Fig. 5. Loss of Lyn increases the susceptibility of mice to sublethal LPS-induced septic shock via a NLRP3-dependent manner.

(A) Generation of Lyn^–/– mice by CRISPR Cas9 technology. Lyn^–/– mice were generated by CRISPR-Cas9-mediated targeting of exon11 of mouse Lyn. The DNA sequence for specific gRNA is shown in red, and the PAM sequence in blue (top panel). Arrow indicates the Cas9 cleavage site. Amino acids are shown below the respective codes. The sequence of a targeted allele with 11-nucleotide deletion is presented (lower panel). The frameshift and an immediate premature stop codon TGA [X] are shown. The Lyn homozygous knockout mice with the 11bp deletion (delCTAACGTCCTG) were used in this study. (B) Splenocytes from two WT and two Lyn^–/– mice were lysed and blotted with antibodies to Lyn and actin. (C) Kaplan-Meier Survival curve of WT and Lyn^–/– mice injected with a sub-lethal dose of LPS (5 mg/kg) in the presence or absence of MCC950 (50 mg/kg) pretreatment.

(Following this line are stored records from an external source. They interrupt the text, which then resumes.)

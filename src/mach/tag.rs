use super::dispatch::Reject::*;
use super::dispatch::Scan;
use super::Machine;
use crate::error;
use crate::lang::{Cmd, Error};
use log::debug;

type Result<T> = std::result::Result<T, Error>;

/// Where a tag sits: its position and the starts of the loops and
/// conditionals enclosing it.
#[derive(Debug)]
struct Tag {
    pos: usize,
    line: usize,
    loops: Vec<usize>,
    ifs: Vec<usize>,
}

impl Machine {
    /// `!tag!`, or `!!` to end of line as a comment.
    pub(super) fn scan_tag(&mut self, cmd: &mut Cmd) -> Result<bool> {
        if !cmd.atsign && self.config.comments() && self.buf.next_is(b'!') {
            self.buf.skip_line();
            cmd.c2 = b'!';
        } else {
            let braces = self.config.braces();
            self.buf.scan_texts(cmd, b'!', 1, braces)?;
        }
        self.scan_args(cmd)?;
        Ok(true)
    }

    /// `Otag$` jumps to a tag; `nOa,b,c$` to the nth tag of the list,
    /// falling through when there is none.
    pub(super) fn exec_goto(&mut self, cmd: &mut Cmd) -> Result<()> {
        self.confirm(cmd, &[Colon, DColon, M])?;
        let name = match cmd.n {
            None => cmd.text1.clone(),
            Some(n) => {
                let list: Vec<&[u8]> = cmd.text1.split(|&c| c == b',').collect();
                if n < 1 || n as usize > list.len() {
                    return Ok(());
                }
                let name = list[n as usize - 1];
                if name.is_empty() {
                    return Ok(());
                }
                name.to_vec()
            }
        };
        cmd.n = None;
        self.goto(&name)
    }

    fn goto(&mut self, name: &[u8]) -> Result<()> {
        let label = String::from_utf8_lossy(name).into_owned();
        let tag = self.find_tag(name, &label)?;
        let active_loops: Vec<usize> = self.loops.iter().map(|l| l.start).collect();
        let active_ifs: Vec<usize> = self.ifs.iter().map(|c| c.start).collect();
        if !active_loops.starts_with(&tag.loops) || !active_ifs.starts_with(&tag.ifs) {
            return Err(error!(InvalidLocation; format!("!{}!", label)));
        }
        debug!("goto !{}! at {}", label, tag.pos);
        self.loops.truncate(tag.loops.len());
        self.ifs.truncate(tag.ifs.len());
        self.buf.jump(tag.pos, tag.line);
        Ok(())
    }

    /// Scans the whole active buffer for exactly one `!name!`.
    fn find_tag(&mut self, name: &[u8], label: &str) -> Result<Tag> {
        let (pos, line) = (self.buf.pos(), self.buf.line());
        let skipping = self.skipping;
        self.skipping = true;
        self.expr.push_context();
        self.buf.jump(0, 1);
        let found = self.collect_tags(name);
        self.expr.pop_context();
        self.skipping = skipping;
        self.buf.jump(pos, line);
        let mut found = found?;
        match found.len() {
            0 => Err(error!(MissingTag; format!("!{}!", label))),
            1 => Ok(found.remove(0)),
            _ => Err(error!(DuplicateTag; format!("!{}!", label))),
        }
    }

    fn collect_tags(&mut self, name: &[u8]) -> Result<Vec<Tag>> {
        let mut found = vec![];
        let mut loops = vec![];
        let mut ifs = vec![];
        let mut cmd = Cmd::default();
        loop {
            match self.scan_cmd(&mut cmd)? {
                Scan::End => return Ok(found),
                Scan::Operand => continue,
                Scan::Command(_) => {}
            }
            match cmd.c1 {
                b'<' => loops.push(self.buf.pos()),
                b'>' => {
                    loops.pop();
                }
                b'"' => ifs.push(self.cmd_start),
                b'\'' => {
                    ifs.pop();
                }
                b'!' if cmd.c2 != b'!' && cmd.text1 == name => found.push(Tag {
                    pos: self.buf.pos(),
                    line: self.buf.line(),
                    loops: loops.clone(),
                    ifs: ifs.clone(),
                }),
                _ => {}
            }
            cmd = Cmd::default();
            self.expr.clear();
        }
    }
}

N = 5 each. ***P< 0.001 (Lyn^–/– + LPS vs WT + LPS or Lyn^–/– + LPS/MCC950), by log rank test. (D to F) ELISA of serum IL-1β, TNF-α, and IL-6 levels from WT and Lyn^–/– mice injected with LPS (1 mg/kg) with or without MCC950 pretreatment. N = 5. *P< 0.05（WT + LPS vs Lyn^–/– + LPS; Lyn^–/– + LPS vs Lyn^–/– + LPS/MC950, by student’s t-test. In (B to F), data are representative of three independent experiments.